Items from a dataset
>>>

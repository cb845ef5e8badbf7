//! The runtime tagged-union value type.
//!
//! Reference-shared variants (`List`, `Dict`, `Instance`, `Module`) carry
//! `Rc<RefCell<_>>` storage so aliasing is ordinary Rust aliasing; strings are
//! `Rc<str>` so sharing is cheap while remaining immutable. This replaces the
//! teacher's arena/heap-id model (`value.rs`'s `Ref(HeapId)` plus manual
//! `clone_with_heap`/`drop_with_heap`) with plain reference counting, per the
//! design notes' explicit allowance for that simplification.

use std::cmp::Ordering;
use std::rc::Rc;

use indexmap::IndexMap;

use crate::exception::{ExcType, RuntimeError};
use crate::function::{BoundMethod, Function, NativeFunction};
use crate::modules::Module;
use crate::object::{Class, Instance};

pub type VList = crate::Shared<Vec<Value>>;
pub type VDict = crate::Shared<IndexMap<String, Value>>;

#[derive(Debug, Clone)]
pub enum Value {
    Null,
    Bool(bool),
    Int(i64),
    Float(f64),
    Str(Rc<str>),
    List(VList),
    Dict(VDict),
    Func(Rc<Function>),
    BoundMethod(Rc<BoundMethod>),
    Native(Rc<NativeFunction>),
    Class(Rc<Class>),
    Instance(Rc<Instance>),
    Module(Rc<Module>),
}

impl Value {
    #[must_use]
    pub fn string(s: impl Into<String>) -> Self {
        Value::Str(Rc::from(s.into()))
    }

    #[must_use]
    pub fn list(items: Vec<Value>) -> Self {
        Value::List(crate::shared(items))
    }

    #[must_use]
    pub fn dict(entries: IndexMap<String, Value>) -> Self {
        Value::Dict(crate::shared(entries))
    }

    #[must_use]
    pub fn type_name(&self) -> &'static str {
        match self {
            Value::Null => "null",
            Value::Bool(_) => "bool",
            Value::Int(_) => "int",
            Value::Float(_) => "float",
            Value::Str(_) => "string",
            Value::List(_) => "list",
            Value::Dict(_) => "dict",
            Value::Func(_) => "function",
            Value::BoundMethod(_) => "function",
            Value::Native(_) => "function",
            Value::Class(_) => "class",
            Value::Instance(_) => "instance",
            Value::Module(_) => "module",
        }
    }

    /// Spec 4.3 truthiness table.
    #[must_use]
    pub fn truthy(&self) -> bool {
        match self {
            Value::Null => false,
            Value::Bool(b) => *b,
            Value::Int(n) => *n != 0,
            Value::Float(f) => *f != 0.0,
            Value::Str(s) => !s.is_empty(),
            Value::List(l) => !l.borrow().is_empty(),
            Value::Dict(d) => !d.borrow().is_empty(),
            Value::Func(_)
            | Value::BoundMethod(_)
            | Value::Native(_)
            | Value::Class(_)
            | Value::Instance(_)
            | Value::Module(_) => true,
        }
    }

    /// `==`/`!=` and `match`-case comparison. Cross-type equality is always
    /// false; reference-shared kinds compare by identity.
    #[must_use]
    pub fn equals(&self, other: &Value) -> bool {
        match (self, other) {
            (Value::Null, Value::Null) => true,
            (Value::Bool(a), Value::Bool(b)) => a == b,
            (Value::Int(a), Value::Int(b)) => a == b,
            (Value::Float(a), Value::Float(b)) => a == b,
            (Value::Int(a), Value::Float(b)) | (Value::Float(b), Value::Int(a)) => {
                (*a as f64) == *b
            }
            (Value::Str(a), Value::Str(b)) => a == b,
            (Value::List(a), Value::List(b)) => Rc::ptr_eq(a, b),
            (Value::Dict(a), Value::Dict(b)) => Rc::ptr_eq(a, b),
            (Value::Func(a), Value::Func(b)) => Rc::ptr_eq(a, b),
            (Value::Native(a), Value::Native(b)) => Rc::ptr_eq(a, b),
            (Value::Class(a), Value::Class(b)) => Rc::ptr_eq(a, b),
            (Value::Instance(a), Value::Instance(b)) => Rc::ptr_eq(a, b),
            (Value::Module(a), Value::Module(b)) => Rc::ptr_eq(a, b),
            _ => false,
        }
    }

    /// `<`/`<=`/`>`/`>=`. Numbers compare numerically, strings by code point
    /// (Rust `str` ordering agrees with code-point order for valid UTF-8).
    /// Cross-type comparison is a `TypeError`.
    pub fn compare(&self, other: &Value) -> Result<Ordering, RuntimeError> {
        match (self, other) {
            (Value::Int(a), Value::Int(b)) => Ok(a.cmp(b)),
            (Value::Float(a), Value::Float(b)) => a.partial_cmp(b).ok_or_else(nan_error),
            (Value::Int(a), Value::Float(b)) => (*a as f64).partial_cmp(b).ok_or_else(nan_error),
            (Value::Float(a), Value::Int(b)) => {
                a.partial_cmp(&(*b as f64)).ok_or_else(nan_error)
            }
            (Value::Str(a), Value::Str(b)) => Ok(a.cmp(b)),
            _ => Err(RuntimeError::new(
                ExcType::TypeError,
                format!("cannot compare {} and {}", self.type_name(), other.type_name()),
            )),
        }
    }
}

fn nan_error() -> RuntimeError {
    RuntimeError::new(ExcType::TypeError, "cannot compare NaN")
}

/// Walks an instance's class chain looking for `class`, used by `isinstance`.
pub(crate) fn is_instance_of(instance: &Rc<Instance>, class: &Rc<Class>) -> bool {
    let mut current = Some(Rc::clone(&instance.class));
    while let Some(c) = current {
        if Rc::ptr_eq(&c, class) {
            return true;
        }
        current = c.parent.clone();
    }
    false
}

<<<

Task to complete
Which of the lines in the data hold the string "Cross"? Report each of them by copying it.

Output for this task
    /// `==`/`!=` and `match`-case comparison. Cross-type equality is always
    /// Cross-type comparison is a `TypeError`.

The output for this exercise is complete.